Extracellular vesicles (EVs) are a novel format of advanced therapeutical medicinal products (ATMPs). They can act regenerative or immune-modulatory as cell therapy substitutes or as a platform for designer exosomes. The biotechnological production of therapeutic EVs is still very much uncharted territory so standardized host cells, production setups, and isolation methods are not yet implemented. In this work, we present a tangential flow filtration (TFF) and fast-performance liquid chromatography (FPLC)-based size exclusion chromatography (SEC) purification setup that is compatible for industry applications. Moreover, we evaluated a series of potential host cell lines regarding their EV productivity, characteristics, and biological functionality. It was found that telomerase-immortalized Wharton's jelly mesenchymal stromal cells (WJ-MSC/TERT273) secrete high amounts of EVs per cell with regenerative capabilities.

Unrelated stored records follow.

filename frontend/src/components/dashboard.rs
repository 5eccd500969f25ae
use crate::auth::use_app;
use crate::components::history::HistoryPanel;
use crate::components::registration::RegistrationPanel;
use gesintvisit::Tab;
use leptos::prelude::*;

#[component]
pub fn DashboardPage() -> impl IntoView {
    let ctx = use_app();
    let active_tab = ctx.active_tab_signal();

    let concierge_name = move || {
        ctx.state
            .with(|s| s.user().map(|u| u.name.clone()).unwrap_or_default())
    };

    let tab_button = move |tab: Tab| {
        view! {
            <button
                role="tab"
                class=move || if active_tab.get() == tab { "tab tab-active" } else { "tab" }
                on:click=move |_| ctx.select_tab(tab)
            >
                {tab.label()}
            </button>
        }
    };

    view! {
        <div class="min-h-screen bg-base-200 p-4 md:p-8 font-sans">
            <div class="max-w-5xl mx-auto space-y-6">
                <div class="navbar bg-base-100 rounded-box shadow-xl">
                    <div class="flex-1 gap-2">
                        <a class="btn btn-ghost text-xl">"GESINTVISIT PRO"</a>
                        <span class="badge badge-neutral hidden md:inline-flex">
                            "Conserje: " {concierge_name}
                        </span>
                    </div>
                    <div class="flex-none">
                        <button on:click=move |_| ctx.logout() class="btn btn-outline btn-error">
                            "SALIR"
                        </button>
                    </div>
                </div>

                <div role="tablist" class="tabs tabs-boxed bg-base-100">
                    {tab_button(Tab::Registration)}
                    {tab_button(Tab::History)}
                </div>

                // 切换标签页时重新挂载对应流程
                {move || match active_tab.get() {
                    Tab::Registration => view! { <RegistrationPanel /> }.into_any(),
                    Tab::History => view! { <HistoryPanel /> }.into_any(),
                }}
            </div>
        </div>
    }
}
//! 浏览器端 HTTP 客户端
//!
//! 基于 `gloo-net` 的 fetch 封装，实现核心 crate 的 `HttpClient`。
//! 状态码和 Content-Type 原样交回网关判断。

use gesintvisit::request::{HttpClient, HttpError, HttpRequest, HttpResponse};
use gesintvisit_shared::protocol::HttpMethod;
use gloo_net::http::Request;

#[derive(Debug, Clone, Copy, Default)]
pub struct GlooHttpClient;

#[async_trait::async_trait(?Send)]
impl HttpClient for GlooHttpClient {
    async fn send(&self, req: HttpRequest) -> Result<HttpResponse, HttpError> {
        let mut builder = match req.method {
            HttpMethod::Get => Request::get(&req.url),
            HttpMethod::Post => Request::post(&req.url),
        };
        for (key, value) in &req.headers {
            builder = builder.header(key, value);
        }

        let request = match req.body {
            Some(body) => builder.body(body),
            None => builder.build(),
        }
        .map_err(|e| HttpError::RequestBuild(e.to_string()))?;

        let response = request
            .send()
            .await
            .map_err(|e| HttpError::Network(e.to_string()))?;

        let status = response.status();
        let content_type = response.headers().get("content-type");
        let body = response
            .text()
            .await
            .map_err(|e| HttpError::Body(e.to_string()))?;

        Ok(HttpResponse {
            status,
            content_type,
            body,
        })
    }
}
use gesintvisit_frontend::App;
use leptos::prelude::*;

// Use lol_alloc as the global allocator for smaller WASM size
#[cfg(target_arch = "wasm32")]
use lol_alloc::{AssumeSingleThreaded, FreeListAllocator};

#[cfg(target_arch = "wasm32")]
#[global_allocator]
static ALLOCATOR: AssumeSingleThreaded<FreeListAllocator> =
    unsafe { AssumeSingleThreaded::new(FreeListAllocator::new()) };

pub fn main() {
    console_error_panic_hook::set_once();
    mount_to_body(App);
}
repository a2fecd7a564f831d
//! Concrete adapter implementations for ports.

pub mod csv_adapter;
pub mod csv_report;
pub mod file_config_adapter;
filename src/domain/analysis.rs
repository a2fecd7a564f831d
//! Latest-bar analysis: every indicator plus the derived signals.

use crate::domain::error::AnalyzerError;
use crate::domain::indicator::{
    bollinger, calculate_bollinger, calculate_macd, calculate_pct_change, calculate_rsi_with,
    calculate_sma, calculate_volatility, macd, rsi, stddev, IndicatorValue, RsiSmoothing,
};
use crate::domain::price_series::{PriceSeries, DEFAULT_OUTLIER_THRESHOLD};
use crate::domain::signal::{
    classify_bands, classify_ma, classify_macd, classify_short_ma, classify_rsi, composite_score, recommend,
    BandSignal, MaSignal, MacdSignal, Recommendation, RsiSignal, RsiThresholds,
};
use chrono::NaiveDate;

pub const DEFAULT_MA_SHORT: usize = 50;
pub const DEFAULT_MA_LONG: usize = 200;

/// Indicator parameters. Built from config by the CLI, validated before use.
#[derive(Debug, Clone, PartialEq)]
pub struct AnalysisConfig {
    pub rsi_period: usize,
    pub rsi_smoothing: RsiSmoothing,
    pub rsi_thresholds: RsiThresholds,
    pub ma_short: usize,
    pub ma_long: usize,
    pub macd_fast: usize,
    pub macd_slow: usize,
    pub macd_signal: usize,
    pub bollinger_period: usize,
    pub bollinger_multiplier: f64,
    pub volatility_period: usize,
    /// Bar-to-bar move (as a fraction) above which a close is smoothed.
    pub outlier_threshold: f64,
}

impl Default for AnalysisConfig {
    fn default() -> Self {
        Self {
            rsi_period: rsi::DEFAULT_RSI_PERIOD,
            rsi_smoothing: RsiSmoothing::default(),
            rsi_thresholds: RsiThresholds::default(),
            ma_short: DEFAULT_MA_SHORT,
            ma_long: DEFAULT_MA_LONG,
            macd_fast: macd::DEFAULT_FAST,
            macd_slow: macd::DEFAULT_SLOW,
            macd_signal: macd::DEFAULT_SIGNAL,
            bollinger_period: bollinger::DEFAULT_PERIOD,
            bollinger_multiplier: bollinger::DEFAULT_MULTIPLIER,
            volatility_period: stddev::DEFAULT_VOLATILITY_PERIOD,
            outlier_threshold: DEFAULT_OUTLIER_THRESHOLD,
        }
    }
}

#[derive(Debug, Clone, PartialEq)]
pub struct Bands {
    pub upper: f64,
    pub middle: f64,
    pub lower: f64,
}

#[derive(Debug, Clone, PartialEq)]
pub struct MacdReading {
    pub line: f64,
    pub signal: f64,
    pub histogram: f64,
}

#[derive(Debug, Clone, PartialEq)]
pub struct Snapshot {
    pub points: usize,
    pub date: Option<NaiveDate>,
    pub close: f64,
    pub rsi: f64,
    pub rsi_signal: RsiSignal,
    pub ma_short: Option<f64>,
    pub ma_long: Option<f64>,
    pub ma_signal: Option<MaSignal>,
    pub macd: Option<MacdReading>,
    pub macd_signal: Option<MacdSignal>,
    pub bands: Option<Bands>,
    pub band_signal: Option<BandSignal>,
    pub volatility: Option<f64>,
    pub pct_change: Option<f64>,
    pub score: i32,
    pub recommendation: Recommendation,
}

/// Compute every indicator over `series` and classify the last bar.
///
/// RSI must be available at the last bar, so the RSI error rules apply to the
/// whole analysis. The other indicators may still be in warmup; their signals
/// are then `None` and contribute nothing to the score. While only the long
/// MA is in warmup the MA signal is judged against the short MA alone.
pub fn analyze_latest(
    series: &PriceSeries,
    config: &AnalysisConfig,
) -> Result<Snapshot, AnalyzerError> {
    let closes = series.closes();

    let rsi_series = calculate_rsi_with(&closes, config.rsi_period, config.rsi_smoothing)?;
    let rsi = rsi_series
        .latest_simple()
        .ok_or(AnalyzerError::InsufficientData {
            points: closes.len(),
            minimum: config.rsi_period + 1,
        })?;

    let last = series.last().ok_or(AnalyzerError::InsufficientData {
        points: 0,
        minimum: 1,
    })?;
    let close = last.close;

    let ma_short = calculate_sma(&closes, config.ma_short)?.latest_simple();
    let ma_long = calculate_sma(&closes, config.ma_long)?.latest_simple();
    let ma_signal = match (ma_short, ma_long) {
        (Some(short), Some(long)) => Some(classify_ma(close, short, long)),
        (Some(short), None) => Some(classify_short_ma(close, short)),
        (None, _) => None,
    };

    let macd = match calculate_macd(&closes, config.macd_fast, config.macd_slow, config.macd_signal)?
        .latest()
    {
        Some(IndicatorValue::Macd {
            line,
            signal,
            histogram,
        }) => Some(MacdReading {
            line,
            signal,
            histogram,
        }),
        _ => None,
    };
    let macd_signal = macd.as_ref().map(|m| classify_macd(m.line, m.signal));

    let bands = match calculate_bollinger(&closes, config.bollinger_period, config.bollinger_multiplier)?
        .latest()
    {
        Some(IndicatorValue::Bollinger {
            upper,
            middle,
            lower,
        }) => Some(Bands {
            upper,
            middle,
            lower,
        }),
        _ => None,
    };
    let band_signal = bands
        .as_ref()
        .map(|b| classify_bands(close, b.upper, b.lower));

    let volatility = calculate_volatility(&closes, config.volatility_period)?.latest_simple();
    let pct_change = calculate_pct_change(&closes)?.latest_simple();

    let rsi_signal = classify_rsi(rsi, &config.rsi_thresholds);
    let score = composite_score(ma_signal, Some(rsi_signal), macd_signal);

    Ok(Snapshot {
        points: closes.len(),
        date: last.date,
        close,
        rsi,
        rsi_signal,
        ma_short,
        ma_long,
        ma_signal,
        macd,
        macd_signal,
        bands,
        band_signal,
        volatility,
        pct_change,
        score,
        recommendation: recommend(score),
    })
}
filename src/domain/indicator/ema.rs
//! Exponential Moving Average indicator.
//!
//! k = 2/(n+1), seed with first SMA, then EMA[i] = C[i]*k + EMA[i-1]*(1-k).
//! Warmup: first (n-1) points are `None`.
//! Unlike an adjusted exponential average there is no value before the seed.

use crate::domain::error::{require_period, AnalyzerError};
use crate::domain::indicator::{IndicatorSeries, IndicatorType, IndicatorValue};

pub fn calculate_ema(prices: &[f64], period: usize) -> Result<IndicatorSeries, AnalyzerError> {
    require_period("period", period)?;

    let values = ema_values(prices, period)
        .into_iter()
        .map(|v| v.map(IndicatorValue::Simple))
        .collect();

    Ok(IndicatorSeries {
        indicator_type: IndicatorType::Ema(period),
        values,
    })
}

/// Raw EMA over `prices`; `period` must be non-zero.
pub(crate) fn ema_values(prices: &[f64], period: usize) -> Vec<Option<f64>> {
    let mut values = Vec::with_capacity(prices.len());
    let k = 2.0 / (period as f64 + 1.0);
    let mut ema = 0.0;
    let mut sum = 0.0;

    for (i, &price) in prices.iter().enumerate() {
        if i < period - 1 {
            sum += price;
            values.push(None);
        } else if i == period - 1 {
            sum += price;
            ema = sum / period as f64;
            values.push(Some(ema));
        } else {
            ema = price * k + ema * (1.0 - k);
            values.push(Some(ema));
        }
    }

    values
}
//! Port traits implemented by the adapters.

pub mod config_port;
pub mod price_port;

On the other hand, Cevec's amniocyte producer cells (R) (CAP (R)) and human embryonic kidney (HEK293) suspension cells are suitable platforms for designer EVs with high yields. Finally, we aimed to boost the EV secretion of HEK293 cells via chemical adjuvants and verified four compounds that heighten cellular EV secretion in a presumably cAMP-dependent manner. A combination of fenoterol, iodoacetamide, and dinitrophenol increased the EV yield in HEK293 cells threefold and cellular secretion rate fivefold.

Automated summary

This study presents a purification setup using tangential flow filtration (TFF) and fast-performance liquid chromatography (FPLC)-based size exclusion chromatography (SEC) suitable for industrial production of therapeutic extracellular vesicles (EVs). Potential host cell lines were evaluated, with telomerase-immortalized Wharton's jelly mesenchymal stromal cells (WJ-MSC/TERT273) found to secrete high amounts of regenerative EVs, and Cevec's amniocyte producer cells (R) (CAP (R)) and human embryonic kidney (HEK293) suspension cells suitable for designer EVs with high yields. Chemical adjuvants were used to enhance EV secretion in HEK293 cells, with the combination of fenoterol, iodoacetamide, and dinitrophenol increasing EV yield threefold and cellular secretion rate fivefold.